The person who takes up the role receives the title Custodian of the Kaaba (Arabic: سدانة الكعبة, Sadinat al-Ka'bah). The current custodian of the Kaaba is Sheikh Abdul Wahhab bin Zain Al-Abidin Al-Shaibi.

== Role of the custodian ==
The custodian of the Kaaba is essentially the head of the management of the Kaaba. This may include renovating, repairing and cleaning the sanctuary as well as replacing the kiswah (covering of the Kaaba) if it is dirty or torn. The custodian himself is the oldest member from the Quraysh tribe, specifically from the division of Bani Shaiba that is descended from the Banu Abd al-Dar division of the tribe.

== History ==
=== Pre-Islamic period ===
Islamic exegetical tradition states that the first custodians of the Kaaba were Nebaioth and Qedar, the sons of Ishmael, before the patriarch Mudad ibn 'Amr of the Jurhum tribe usurped the custodianship of the Kaaba leaving no room of importance for the Ishmaelites.

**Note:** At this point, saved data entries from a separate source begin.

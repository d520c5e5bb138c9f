//! Inter-facility referrals.
//!
//! Pushing a patient is done by a local clinician; acceptance and completion
//! arrive from the receiving facility's gateway and carry its address.

use ghms_audit::AuditService;
use ghms_contracts::{entry::AuditEntry, error::AuditResult, request::LogRequest};

use crate::mock_data::{Facility, Patient, StaffMember};

pub fn push_patient(
    service: &AuditService,
    clinician: &StaffMember,
    patient: &Patient,
    referral_id: u32,
    to: &Facility,
) -> AuditResult<AuditEntry> {
    service.log(
        LogRequest::new("PUSH_PATIENT")
            .actor(clinician.id.to_string())
            .object("Referral", referral_id.to_string())
            .ip(clinician.ip)
            .extra("patient", patient.upi)
            .extra("to_facility", to.code),
    )
}

pub fn accept_referral(
    service: &AuditService,
    referral_id: u32,
    at: &Facility,
) -> AuditResult<AuditEntry> {
    service.log(
        LogRequest::new("ACCEPT_REFERRAL")
            .object("Referral", referral_id.to_string())
            .ip(at.gateway_ip)
            .extra("facility", at.code),
    )
}

pub fn complete_referral(
    service: &AuditService,
    referral_id: u32,
    at: &Facility,
) -> AuditResult<AuditEntry> {
    service.log(
        LogRequest::new("COMPLETE_REFERRAL")
            .object("Referral", referral_id.to_string())
            .ip(at.gateway_ip)
            .extra("facility", at.code),
    )
}
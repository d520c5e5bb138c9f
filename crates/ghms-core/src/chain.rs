//! Hash-chain primitives: canonical serialization, hashing, and chain
//! verification.
//!
//! Hash input is the UTF-8 encoding of one JSON object with exactly these
//! keys, sorted, compact separators, absent optionals as `null`:
//!
//!   action, actor_id, extra, ip_address, object_id, object_type,
//!   prev_hash, timestamp
//!
//! `timestamp` is RFC 3339 UTC with six fractional digits and a `Z` suffix.
//! Objects nested inside `extra` are re-keyed in sorted order, so the digest
//! does not depend on how a caller happened to build its metadata.

use chrono::{DateTime, SecondsFormat, SubsecRound, Utc};
use serde_json::{Map, Value};
use sha2::{Digest, Sha256};

use ghms_contracts::{
    entry::{AuditEntry, EntryFields, GENESIS_HASH},
    error::{AuditError, AuditResult},
    verify::{BreakReason, VerificationReport},
};

/// The current time at the precision the ledger stores.
pub fn entry_timestamp() -> DateTime<Utc> {
    Utc::now().trunc_subsecs(6)
}

/// Render a timestamp the way it appears in the hash input.
pub fn canonical_timestamp(ts: &DateTime<Utc>) -> String {
    ts.to_rfc3339_opts(SecondsFormat::Micros, true)
}

/// Rebuild `value` with every object's keys in sorted order.
fn canonicalize(value: &Value) -> Value {
    match value {
        Value::Object(map) => {
            let mut keys: Vec<&String> = map.keys().collect();
            keys.sort();
            let mut sorted = Map::new();
            for key in keys {
                sorted.insert(key.clone(), canonicalize(&map[key.as_str()]));
            }
            Value::Object(sorted)
        }
        Value::Array(items) => Value::Array(items.iter().map(canonicalize).collect()),
        other => other.clone(),
    }
}

fn opt(value: &Option<String>) -> Value {
    value.clone().map(Value::String).unwrap_or(Value::Null)
}

/// The exact bytes that are fed to SHA-256 for an entry.
pub fn canonical_bytes(prev_hash: &str, fields: &EntryFields) -> AuditResult<Vec<u8>> {
    let mut extra = Map::new();
    for (key, value) in &fields.extra {
        extra.insert(key.clone(), canonicalize(value));
    }

    // Inserted in sorted key order.
    let mut doc = Map::new();
    doc.insert("action".to_string(), Value::String(fields.action.clone()));
    doc.insert("actor_id".to_string(), opt(&fields.actor_id));
    doc.insert("extra".to_string(), Value::Object(extra));
    doc.insert("ip_address".to_string(), opt(&fields.ip_address));
    doc.insert("object_id".to_string(), opt(&fields.object_id));
    doc.insert("object_type".to_string(), opt(&fields.object_type));
    doc.insert("prev_hash".to_string(), Value::String(prev_hash.to_string()));
    doc.insert(
        "timestamp".to_string(),
        Value::String(canonical_timestamp(&fields.timestamp)),
    );

    serde_json::to_vec(&Value::Object(doc)).map_err(|e| AuditError::Serialization {
        reason: format!("failed to encode canonical entry: {}", e),
    })
}

/// Compute the SHA-256 hash of an entry chained onto `prev_hash`.
///
/// Returns a lowercase 64-character hex string.
pub fn compute_hash(prev_hash: &str, fields: &EntryFields) -> AuditResult<String> {
    let bytes = canonical_bytes(prev_hash, fields)?;
    Ok(hex::encode(Sha256::digest(&bytes)))
}

/// Verify a window of entries against an anchor hash.
///
/// `anchor` is the hash the first entry's `prev_hash` must equal:
/// [`GENESIS_HASH`] for a window that starts the ledger, or the stored
/// `curr_hash` of the entry just before the window.
///
/// For each entry, in order:
///
/// 1. `sequence_id` must be greater than the previous entry's.
/// 2. `prev_hash` must equal the expected hash (the anchor, then each
///    previous entry's *stored* `curr_hash`).
/// 3. `curr_hash` must equal the hash recomputed from the entry's fields.
///
/// The first failure is reported by `sequence_id`.  An empty window is
/// intact with `count = 0`.
pub fn verify_entries(entries: &[AuditEntry], anchor: &str) -> AuditResult<VerificationReport> {
    let count = entries.len();
    let mut expected_prev = anchor.to_string();
    let mut last_sequence: Option<u64> = None;

    for entry in entries {
        if matches!(last_sequence, Some(prev) if entry.sequence_id <= prev) {
            return Ok(VerificationReport::tampered(
                entry.sequence_id,
                BreakReason::SequenceOrder,
                count,
            ));
        }

        if entry.prev_hash != expected_prev {
            return Ok(VerificationReport::tampered(
                entry.sequence_id,
                BreakReason::PrevHashMismatch,
                count,
            ));
        }

        let recomputed = compute_hash(&entry.prev_hash, &entry.fields)?;
        if entry.curr_hash != recomputed {
            return Ok(VerificationReport::tampered(
                entry.sequence_id,
                BreakReason::HashMismatch,
                count,
            ));
        }

        expected_prev = entry.curr_hash.clone();
        last_sequence = Some(entry.sequence_id);
    }

    Ok(VerificationReport::intact(count))
}

/// Verify a full ledger, starting from the genesis sentinel.
pub fn verify_chain(entries: &[AuditEntry]) -> AuditResult<VerificationReport> {
    verify_entries(entries, GENESIS_HASH)
}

The Jurhum, however, began to mistreat the pilgrims and impose excessive taxes on them, so after years of anger at this, the Banu Khuza'ah tribe invaded Mecca and expelled all of the Jurhum before taking over the custodianship. The Quraysh rose to prominence years later, and, after an armed struggle with the Khuza'ah, were able to wrest control of all of Mecca from them, seizing custodianship of the Kaaba. Qusayy ibn Kilab of the Quraysh succeeded Abu Ghabshan of the Khuza'ah in the custodianship of the Kaaba, after the latter had sold the former the keys in exchange for wine.

=== Rise of Islam ===
An incident occurred in 629 CE where the cousin of the Islamic prophet Muhammad, Ali ibn Abi Talib, confiscated the key from the Abdari patriarch Uthman ibn Talha but was ordered by Muhammad to return it; afterwards Uthman ibn Talha and subsequent Abdaris converted to Islam. After the Conquest of Mecca, the custodianship by Banu Abd al-Dar was solidified when Muhammad handed over the key of the Kaaba to the descendants of Abu Talha al-Abdari and affirmed that they would be the custodians of the Kaaba until the end of times. From then on, all the patriarchs holding the key have traditionally been from Bani Shaiba, a tribe descended from the Abdaris. Sheikh Abdul Wahhab bin Zain Al-Abidin Al-Shaibi is the current holder of the key of the Kaaba as of 25 June 2024.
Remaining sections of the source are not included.